What the difference between me and the Schnoz? He didn’t check the will-pays at all and see that he was losing money by going this deep. You need to know whether or not your contenders in each race are long or short odds. If you need to go deep with a lot of short-odd horses, your wager may not be worth the risk.
#3 Married to Position
Sometimes I think horseplayers are more likely to divorce their spouses than to change the way they think. This could be a bias towards a particular horse or jockey.
Horseplayers need to be polygamists. With the recent legalization of sports betting in New Jersey, I have a cardinal rule: don’t bet when you have a biased interest in the outcome. I won’t play a baseball or football game where I have a rooting interest. Likewise, if you are a huge fan of a particular horse or jockey, you will likely bias your handicapping to select that horse or jockey.
I was guilty of this myself on several occasions. I was a huge fan of Tiznow after his huge win over Giant’s Causeway in the 2000 Breeders’ Cup Classic. In his 2001 campaign, I made him my top choice in the Strub, Woodword, and Goodword only to burn my money on his losses. I learned that when I am a fan of a horse that I should stay a fan of the game for that race and not let my own feelings bias my handicapping.
#4 No Precise Game Plan
How often have you seen someone come to the track or OTB with no plan? You know the type; they grab the entry sheet, stare at the monitors, mumble something to themselves and, then, are off to the windows to place a wager. At the Meadowlands, there was a guy we called “The Marine”.
The Marine would walk up to the second-floor grandstand area, take one look at the monitors for about thirty seconds, and then blurt out his pick. More often than not, he was dead wrong. The factors of the race didn’t matter; he just played anything on a whim. One night he’d follow the track handicapper, another night he’d claim that he was playing a post position based on the distance.
If you have been reading my articles for a while, you know I am a fan of doing your homework before going to the track. Knowing which races are playable or not, and knowing your contenders, is a key to limiting your exposure in betting.
#5 Absence of Critical Thinking
The ability to recognize that your handicapping is not working today is a key to preserving your bankroll. Maybe you did your handicapping when you were distracted either by Junior’s soccer game or those four hours of sleep you got the night before. At some point, you need to “stop the bleeding” and let it register in your mind that you are not in the right mindset to figure how the pace of today’s races will set up, much less pick the winner.

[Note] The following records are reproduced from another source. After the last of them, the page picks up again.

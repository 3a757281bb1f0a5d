//! Live-session registry: the single source of truth for PTY sessions.
//!
//! [`SessionRegistry`] owns every live [`PtySession`], keyed by output-project
//! id, and enforces at most one live session per project. It supports:
//!
//! - **get_or_create** — lookup and spawn under one write lock, so two
//!   WebSocket connects racing for the same project cannot double-spawn.
//! - **Attach/detach** — bound-connection bookkeeping for reconnection; a
//!   WebSocket close detaches but never closes the session.
//! - **Sweep** — a janitor closes sessions that have been detached and idle
//!   past the configured timeout. Attached sessions are never idle-evicted.
//! - **Exit reaping** — a child exit removes its session from the registry
//!   exactly once; the next connect re-spawns (resuming via the stored agent
//!   id when one was captured).
//!
//! ## Concurrency
//!
//! The session map is behind an `RwLock` with short critical sections. Slow
//! operations (graceful close) run after the entry has been removed from the
//! map, outside the lock.

pub mod buffer;
pub mod session;

use std::collections::HashMap;
use std::sync::Arc;
use std::time::{Duration, Instant};

use serde_json::json;
use tokio::sync::{broadcast, mpsc, RwLock};
use tracing::info;
use uuid::Uuid;

use crate::agent::command::AgentCommand;
use crate::error::SessionError;
use crate::util::short_id;
use session::PtySession;

/// Capacity of the capture tap handed to C3 on first spawn. Chunks are copied
/// in best-effort; the tap only needs to survive the agent's first lines.
const CAPTURE_TAP_CAPACITY: usize = 256;

/// Registry of live PTY sessions.
///
/// Cloneable — all clones share the same inner map.
#[derive(Clone)]
pub struct SessionRegistry {
    sessions: Arc<RwLock<HashMap<String, SessionEntry>>>,
    max_sessions: usize,
    buffer_bytes: usize,
    close_grace: Duration,
    events: broadcast::Sender<serde_json::Value>,
}

/// Internal bookkeeping for one live session.
pub struct SessionEntry {
    pub session: Arc<PtySession>,
    /// Whether a terminal connection is currently bound.
    pub attached: bool,
    /// Last inbound or outbound activity (any terminal byte, or attach).
    pub last_activity: Instant,
}

/// Summary of a live session for the REST listing.
#[derive(Debug, serde::Serialize)]
pub struct SessionListItem {
    pub session_id: String,
    pub project_id: String,
    pub pid: u32,
    pub attached: bool,
    pub running: bool,
    pub agent_session_id: Option<String>,
    pub idle_secs: u64,
    pub created_at: i64,
}

impl SessionRegistry {
    pub fn new(
        max_sessions: usize,
        buffer_bytes: usize,
        close_grace: Duration,
        events: broadcast::Sender<serde_json::Value>,
    ) -> Self {
        Self {
            sessions: Arc::new(RwLock::new(HashMap::new())),
            max_sessions,
            buffer_bytes,
            close_grace,
            events,
        }
    }

    /// Look up the live session for a project.
    pub async fn get(&self, project_id: &str) -> Option<Arc<PtySession>> {
        let sessions = self.sessions.read().await;
        sessions.get(project_id).map(|e| Arc::clone(&e.session))
    }

    /// Spawn a new session for a project. Fails with
    /// [`SessionError::AlreadyExists`] if one is live.
    ///
    /// Returns the session and the capture-tap receiver for the init-frame
    /// scan.
    pub async fn create(
        &self,
        project_id: &str,
        cmd: &AgentCommand,
        rows: u16,
        cols: u16,
    ) -> Result<(Arc<PtySession>, mpsc::Receiver<Vec<u8>>), SessionError> {
        let mut sessions = self.sessions.write().await;
        if sessions.contains_key(project_id) {
            return Err(SessionError::AlreadyExists(project_id.to_string()));
        }
        self.spawn_locked(&mut sessions, project_id, cmd, rows, cols)
    }

    /// Atomic lookup-or-spawn, used on WebSocket connect.
    ///
    /// The lookup and the spawn happen under the same write lock, so two
    /// concurrent connects for one project bind to the same session and
    /// exactly one spawn occurs. The tap receiver is `Some` only for the
    /// connect that actually spawned.
    pub async fn get_or_create(
        &self,
        project_id: &str,
        cmd: &AgentCommand,
        rows: u16,
        cols: u16,
    ) -> Result<(Arc<PtySession>, Option<mpsc::Receiver<Vec<u8>>>), SessionError> {
        let mut sessions = self.sessions.write().await;
        if let Some(entry) = sessions.get(project_id) {
            return Ok((Arc::clone(&entry.session), None));
        }
        let (session, tap_rx) = self.spawn_locked(&mut sessions, project_id, cmd, rows, cols)?;
        Ok((session, Some(tap_rx)))
    }

    fn spawn_locked(
        &self,
        sessions: &mut HashMap<String, SessionEntry>,
        project_id: &str,
        cmd: &AgentCommand,
        rows: u16,
        cols: u16,
    ) -> Result<(Arc<PtySession>, mpsc::Receiver<Vec<u8>>), SessionError> {
        if sessions.len() >= self.max_sessions {
            return Err(SessionError::LimitReached(self.max_sessions));
        }

        let session_id = Uuid::new_v4().to_string();
        let (tap_tx, tap_rx) = mpsc::channel(CAPTURE_TAP_CAPACITY);
        let session = Arc::new(PtySession::spawn(
            session_id,
            project_id.to_string(),
            cmd,
            rows,
            cols,
            self.buffer_bytes,
            Some(tap_tx),
        )?);

        sessions.insert(
            project_id.to_string(),
            SessionEntry {
                session: Arc::clone(&session),
                attached: true,
                last_activity: Instant::now(),
            },
        );

        self.spawn_exit_reaper(project_id.to_string(), Arc::clone(&session));

        info!(
            "session {} created for project {} (pid {}), total: {}",
            short_id(&session.id),
            short_id(project_id),
            session.pid,
            sessions.len()
        );
        let _ = self.events.send(json!({
            "type": "session.created",
            "session_id": session.id,
            "project_id": project_id,
            "pid": session.pid,
        }));

        Ok((session, tap_rx))
    }

    /// Remove a session from the map when its child exits. Exactly one
    /// removal happens per exit: an explicit `shutdown` that got there first
    /// wins, and the reaper then finds a different (or no) entry and does
    /// nothing.
    fn spawn_exit_reaper(&self, project_id: String, session: Arc<PtySession>) {
        let registry = self.clone();
        tokio::spawn(async move {
            let mut exit_rx = session.exit_status();
            let code = loop {
                if let Some(code) = *exit_rx.borrow_and_update() {
                    break code;
                }
                if exit_rx.changed().await.is_err() {
                    break -1;
                }
            };

            let removed = {
                let mut sessions = registry.sessions.write().await;
                match sessions.get(&project_id) {
                    Some(entry) if Arc::ptr_eq(&entry.session, &session) => {
                        sessions.remove(&project_id);
                        true
                    }
                    _ => false,
                }
            };

            if removed {
                info!(
                    "session {} (project {}) exited with code {code}, removed",
                    short_id(&session.id),
                    short_id(&project_id)
                );
                let _ = registry.events.send(json!({
                    "type": "session.destroyed",
                    "session_id": session.id,
                    "project_id": project_id,
                    "reason": "exited",
                    "exit_code": code,
                }));
            }
        });
    }

    /// Current replay-buffer contents for a project's session.
    pub async fn replay(&self, project_id: &str) -> Option<Vec<u8>> {
        let session = self.get(project_id).await?;
        let buf = session.buffer.lock().await;
        Some(buf.snapshot())
    }

    /// Mark a terminal connection bound to the session. Returns `false` if no
    /// session is live.
    pub async fn attach(&self, project_id: &str) -> bool {
        let mut sessions = self.sessions.write().await;
        if let Some(entry) = sessions.get_mut(project_id) {
            entry.attached = true;
            entry.last_activity = Instant::now();
            true
        } else {
            false
        }
    }

    /// Unbind the terminal connection. The session keeps running and keeps
    /// buffering output.
    pub async fn detach(&self, project_id: &str) {
        let mut sessions = self.sessions.write().await;
        if let Some(entry) = sessions.get_mut(project_id) {
            entry.attached = false;
            entry.last_activity = Instant::now();
        }
    }

    /// Record activity (called on every terminal byte in either direction).
    pub async fn touch(&self, project_id: &str) {
        let mut sessions = self.sessions.write().await;
        if let Some(entry) = sessions.get_mut(project_id) {
            entry.last_activity = Instant::now();
        }
    }

    /// Mirror the captured agent conversation id into the live session.
    pub async fn record_agent_session_id(&self, project_id: &str, agent_session_id: &str) {
        let session = self.get(project_id).await;
        if let Some(session) = session {
            session.set_agent_session_id(agent_session_id).await;
        }
    }

    /// Close a session (SIGTERM → grace → SIGKILL) and remove it.
    /// Returns `true` if a session existed.
    pub async fn shutdown(&self, project_id: &str) -> bool {
        let entry = {
            let mut sessions = self.sessions.write().await;
            sessions.remove(project_id)
        };
        let Some(entry) = entry else {
            return false;
        };

        let code = entry.session.close(self.close_grace).await;
        info!(
            "session {} (project {}) shut down (exit: {code:?})",
            short_id(&entry.session.id),
            short_id(project_id)
        );
        let _ = self.events.send(json!({
            "type": "session.destroyed",
            "session_id": entry.session.id,
            "project_id": project_id,
            "reason": "shutdown",
            "exit_code": code,
        }));
        true
    }

    /// Close every live session (used at server shutdown).
    pub async fn shutdown_all(&self) {
        let entries: Vec<(String, SessionEntry)> = {
            let mut sessions = self.sessions.write().await;
            sessions.drain().collect()
        };
        let count = entries.len();
        for (project_id, entry) in entries {
            entry.session.close(self.close_grace).await;
            info!(
                "session {} (project {}) shut down",
                short_id(&entry.session.id),
                short_id(&project_id)
            );
        }
        if count > 0 {
            info!("shut down {count} session(s)");
        }
    }

    /// Janitor pass: close sessions that are detached and have been idle for
    /// at least `idle_timeout`. Attached sessions are never evicted. Returns
    /// the number of sessions closed.
    pub async fn sweep(&self, idle_timeout: Duration) -> usize {
        let expired: Vec<(String, SessionEntry)> = {
            let mut sessions = self.sessions.write().await;
            let ids: Vec<String> = sessions
                .iter()
                .filter(|(_, e)| !e.attached && e.last_activity.elapsed() >= idle_timeout)
                .map(|(id, _)| id.clone())
                .collect();
            ids.into_iter()
                .filter_map(|id| sessions.remove(&id).map(|e| (id, e)))
                .collect()
        };

        let count = expired.len();
        // Graceful close outside the lock
        for (project_id, entry) in expired {
            info!(
                "session {} (project {}) idle-timed-out, closing",
                short_id(&entry.session.id),
                short_id(&project_id)
            );
            entry.session.close(self.close_grace).await;
            let _ = self.events.send(json!({
                "type": "session.destroyed",
                "session_id": entry.session.id,
                "project_id": project_id,
                "reason": "idle_timeout",
            }));
        }
        count
    }

    /// Count of live sessions.
    pub async fn count(&self) -> usize {
        self.sessions.read().await.len()
    }

    /// List live sessions for the REST surface.
    pub async fn list(&self) -> Vec<SessionListItem> {
        let sessions = self.sessions.read().await;
        let mut items = Vec::with_capacity(sessions.len());
        for (project_id, entry) in sessions.iter() {
            items.push(SessionListItem {
                session_id: entry.session.id.clone(),
                project_id: project_id.clone(),
                pid: entry.session.pid,
                attached: entry.attached,
                running: entry.session.is_running(),
                agent_session_id: entry.session.agent_session_id().await,
                idle_secs: entry.last_activity.elapsed().as_secs(),
                created_at: entry.session.created_at,
            });
        }
        items
    }

    /// Test hook: age a session's activity clock backwards.
    #[cfg(test)]
    pub(crate) async fn force_idle(&self, project_id: &str, age: Duration) {
        let mut sessions = self.sessions.write().await;
        if let Some(entry) = sessions.get_mut(project_id) {
            entry.last_activity = Instant::now()
                .checked_sub(age)
                .expect("age within Instant range");
        }
    }
}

You are losing and not accepting what is happening. Now you are blaming the jockey, the trainer, the guy in the orange hat down by the rail — or maybe the fool who thinks he is riding the horse while watching the simulcast monitors. A single race you can blame on a troubled trip; but, after seven races, it isn’t luck. You are ignoring the message that reality is sending you — whatever it is that you are doing isn’t working.
We are all guilty if the above traits at some time. Yet, if you can recognize when you are falling into any of them you can prevent yourself from losing your hard-earned folding money at the windows!